| Task brief |
Retype the data below in full, keeping every character as it is.

| Data to use |
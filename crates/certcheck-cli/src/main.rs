//! certcheck CLI: manage and classify submissions without the web server.
//!
//! Reads the same environment (and `.env`) as the server, so it operates on
//! the same record file and upload folder.

use anyhow::Context;
use certcheck_cli::{init_tracing, truncate_string, UnloadedClassifier};
use certcheck_core::{Config, SubmissionFields};
use certcheck_services::{
    ClassificationService, DocumentClassifier, LocalStorage, OnnxClassifier, RecordStore,
    SubmissionRepository, SubmissionService, UploadValidator, UploadedFile,
};
use clap::{ArgGroup, Parser, Subcommand};
use serde::Serialize;
use std::path::{Path, PathBuf};
use std::sync::Arc;
use uuid::Uuid;

#[derive(Parser)]
#[command(name = "certcheck", about = "certcheck submission tool")]
struct Cli {
    #[command(subcommand)]
    command: Commands,
}

#[derive(Subcommand)]
enum Commands {
    /// List stored submissions in upload order
    List {
        /// Print records as JSON
        #[arg(long)]
        json: bool,
    },
    /// Delete a submission and its stored file
    #[command(group(ArgGroup::new("target").required(true).args(["index", "id"])))]
    Delete {
        /// Zero-based position in the list
        #[arg(long)]
        index: Option<usize>,
        /// Record UUID
        #[arg(long)]
        id: Option<Uuid>,
    },
    /// Classify an image without storing it
    Classify {
        /// Path to the image
        file: PathBuf,
    },
    /// Store, record and classify a document like the upload form does
    Submit {
        #[arg(long)]
        name: String,
        #[arg(long)]
        branch: String,
        #[arg(long)]
        email: String,
        #[arg(long)]
        subject: String,
        /// Path to the image
        file: PathBuf,
    },
}

fn print_json(value: &impl Serialize) -> anyhow::Result<()> {
    let out = serde_json::to_string_pretty(value).context("Serialize output")?;
    println!("{}", out);
    Ok(())
}

fn load_classifier(config: &Config) -> anyhow::Result<Arc<dyn DocumentClassifier>> {
    let classifier = OnnxClassifier::load(&config.model_path)
        .with_context(|| format!("Failed to load model {}", config.model_path.display()))?;
    Ok(Arc::new(classifier))
}

async fn open_service(
    config: &Config,
    classifier: Arc<dyn DocumentClassifier>,
) -> anyhow::Result<SubmissionService> {
    let store = RecordStore::open(&config.details_file)
        .await
        .with_context(|| format!("Failed to open record store {}", config.details_file.display()))?;
    let storage = LocalStorage::new(&config.upload_folder)
        .await
        .context("Failed to prepare upload directory")?;

    Ok(SubmissionService::new(
        SubmissionRepository::new(store),
        Arc::new(storage),
        UploadValidator::from_config(config),
        ClassificationService::new(classifier, config.classifier_threshold),
    ))
}

fn file_name(path: &Path) -> anyhow::Result<String> {
    path.file_name()
        .map(|n| n.to_string_lossy().into_owned())
        .with_context(|| format!("{} has no file name", path.display()))
}

#[tokio::main]
async fn main() -> anyhow::Result<()> {
    init_tracing();

    let config = Config::from_env().context("Failed to load configuration")?;
    let cli = Cli::parse();

    match cli.command {
        Commands::List { json } => {
            let unloaded = Arc::new(UnloadedClassifier::new(&config.model_path));
            let service = open_service(&config, unloaded).await?;
            let records = service.list().await?;

            if json {
                print_json(&records)?;
            } else if records.is_empty() {
                println!("No submissions");
            } else {
                println!(
                    "{:<5} {:<20} {:<10} {:<24} {:<20} {}",
                    "#", "NAME", "BRANCH", "EMAIL", "SUBJECT", "FILE"
                );
                for (index, record) in records.iter().enumerate() {
                    println!(
                        "{:<5} {:<20} {:<10} {:<24} {:<20} {}",
                        index,
                        truncate_string(&record.name, 20),
                        truncate_string(&record.branch, 10),
                        truncate_string(&record.email, 24),
                        truncate_string(&record.subject, 20),
                        record.filename
                    );
                }
            }
        }
        Commands::Delete { index, id } => {
            let unloaded = Arc::new(UnloadedClassifier::new(&config.model_path));
            let service = open_service(&config, unloaded).await?;

            let removed = match (index, id) {
                (Some(index), _) => service.delete_at(index).await?,
                (None, Some(id)) => service.delete_by_id(id).await?,
                (None, None) => None,
            };

            match removed {
                Some(record) => print_json(&record)?,
                None => println!("No matching submission"),
            }
        }
        Commands::Classify { file } => {
            let classification =
                ClassificationService::new(load_classifier(&config)?, config.classifier_threshold);
            let outcome = classification
                .classify_file(&file)
                .await
                .with_context(|| format!("Failed to classify {}", file.display()))?;
            print_json(&serde_json::json!({
                "file": file.display().to_string(),
                "verdict": outcome.verdict,
                "score": outcome.score,
            }))?;
        }
        Commands::Submit {
            name,
            branch,
            email,
            subject,
            file,
        } => {
            let service = open_service(&config, load_classifier(&config)?).await?;
            let data = tokio::fs::read(&file)
                .await
                .with_context(|| format!("Failed to read {}", file.display()))?;
            let owner = SubmissionFields {
                name,
                branch,
                email,
                subject,
            };

            let receipt = service
                .submit(owner, Some(UploadedFile::new(file_name(&file)?, data)))
                .await?;
            print_json(&serde_json::json!({
                "index": receipt.index,
                "record": receipt.record,
                "verdict": receipt.outcome.verdict,
                "score": receipt.outcome.score,
            }))?;
        }
    }

    Ok(())
}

| Your solution |
filename crates/certcheck-cli/src/main.rs
//! certcheck CLI: manage and classify submissions without the web server.
//!
//! Reads the same environment (and `.env`) as the server, so it operates on
//! the same record file and upload folder.

use anyhow::Context;
use certcheck_cli::{init_tracing, truncate_string, UnloadedClassifier};
use certcheck_core::{Config, SubmissionFields};
use certcheck_services::{
    ClassificationService, DocumentClassifier, LocalStorage, OnnxClassifier, RecordStore,
    SubmissionRepository, SubmissionService, UploadValidator, UploadedFile,
};
use clap::{ArgGroup, Parser, Subcommand};
use serde::Serialize;
use std::path::{Path, PathBuf};
use std::sync::Arc;
use uuid::Uuid;

#[derive(Parser)]
#[command(name = "certcheck", about = "certcheck submission tool")]
struct Cli {
    #[command(subcommand)]
    command: Commands,
}

#[derive(Subcommand)]
enum Commands {
    /// List stored submissions in upload order
    List {
        /// Print records as JSON
        #[arg(long)]
        json: bool,
    },
    /// Delete a submission and its stored file
    #[command(group(ArgGroup::new("target").required(true).args(["index", "id"])))]
    Delete {
        /// Zero-based position in the list
        #[arg(long)]
        index: Option<usize>,
        /// Record UUID
        #[arg(long)]
        id: Option<Uuid>,
    },
    /// Classify an image without storing it
    Classify {
        /// Path to the image
        file: PathBuf,
    },
    /// Store, record and classify a document like the upload form does
    Submit {
        #[arg(long)]
        name: String,
        #[arg(long)]
        branch: String,
        #[arg(long)]
        email: String,
        #[arg(long)]
        subject: String,
        /// Path to the image
        file: PathBuf,
    },
}

fn print_json(value: &impl Serialize) -> anyhow::Result<()> {
    let out = serde_json::to_string_pretty(value).context("Serialize output")?;
    println!("{}", out);
    Ok(())
}

fn load_classifier(config: &Config) -> anyhow::Result<Arc<dyn DocumentClassifier>> {
    let classifier = OnnxClassifier::load(&config.model_path)
        .with_context(|| format!("Failed to load model {}", config.model_path.display()))?;
    Ok(Arc::new(classifier))
}

async fn open_service(
    config: &Config,
    classifier: Arc<dyn DocumentClassifier>,
) -> anyhow::Result<SubmissionService> {
    let store = RecordStore::open(&config.details_file)
        .await
        .with_context(|| format!("Failed to open record store {}", config.details_file.display()))?;
    let storage = LocalStorage::new(&config.upload_folder)
        .await
        .context("Failed to prepare upload directory")?;

    Ok(SubmissionService::new(
        SubmissionRepository::new(store),
        Arc::new(storage),
        UploadValidator::from_config(config),
        ClassificationService::new(classifier, config.classifier_threshold),
    ))
}

fn file_name(path: &Path) -> anyhow::Result<String> {
    path.file_name()
        .map(|n| n.to_string_lossy().into_owned())
        .with_context(|| format!("{} has no file name", path.display()))
}

#[tokio::main]
async fn main() -> anyhow::Result<()> {
    init_tracing();

    let config = Config::from_env().context("Failed to load configuration")?;
    let cli = Cli::parse();

    match cli.command {
        Commands::List { json } => {
            let unloaded = Arc::new(UnloadedClassifier::new(&config.model_path));
            let service = open_service(&config, unloaded).await?;
            let records = service.list().await?;

            if json {
                print_json(&records)?;
            } else if records.is_empty() {
                println!("No submissions");
            } else {
                println!(
                    "{:<5} {:<20} {:<10} {:<24} {:<20} {}",
                    "#", "NAME", "BRANCH", "EMAIL", "SUBJECT", "FILE"
                );
                for (index, record) in records.iter().enumerate() {
                    println!(
                        "{:<5} {:<20} {:<10} {:<24} {:<20} {}",
                        index,
                        truncate_string(&record.name, 20),
                        truncate_string(&record.branch, 10),
                        truncate_string(&record.email, 24),
                        truncate_string(&record.subject, 20),
                        record.filename
                    );
                }
            }
        }
        Commands::Delete { index, id } => {
            let unloaded = Arc::new(UnloadedClassifier::new(&config.model_path));
            let service = open_service(&config, unloaded).await?;

            let removed = match (index, id) {
                (Some(index), _) => service.delete_at(index).await?,
                (None, Some(id)) => service.delete_by_id(id).await?,
                (None, None) => None,
            };

            match removed {
                Some(record) => print_json(&record)?,
                None => println!("No matching submission"),
            }
        }
        Commands::Classify { file } => {
            let classification =
                ClassificationService::new(load_classifier(&config)?, config.classifier_threshold);
            let outcome = classification
                .classify_file(&file)
                .await
                .with_context(|| format!("Failed to classify {}", file.display()))?;
            print_json(&serde_json::json!({
                "file": file.display().to_string(),
                "verdict": outcome.verdict,
                "score": outcome.score,
            }))?;
        }
        Commands::Submit {
            name,
            branch,
            email,
            subject,
            file,
        } => {
            let service = open_service(&config, load_classifier(&config)?).await?;
            let data = tokio::fs::read(&file)
                .await
                .with_context(|| format!("Failed to read {}", file.display()))?;
            let owner = SubmissionFields {
                name,
                branch,
                email,
                subject,
            };

            let receipt = service
                .submit(owner, Some(UploadedFile::new(file_name(&file)?, data)))
                .await?;
            print_json(&serde_json::json!({
                "index": receipt.index,
                "record": receipt.record,
                "verdict": receipt.outcome.verdict,
                "score": receipt.outcome.score,
            }))?;
        }
    }

    Ok(())
}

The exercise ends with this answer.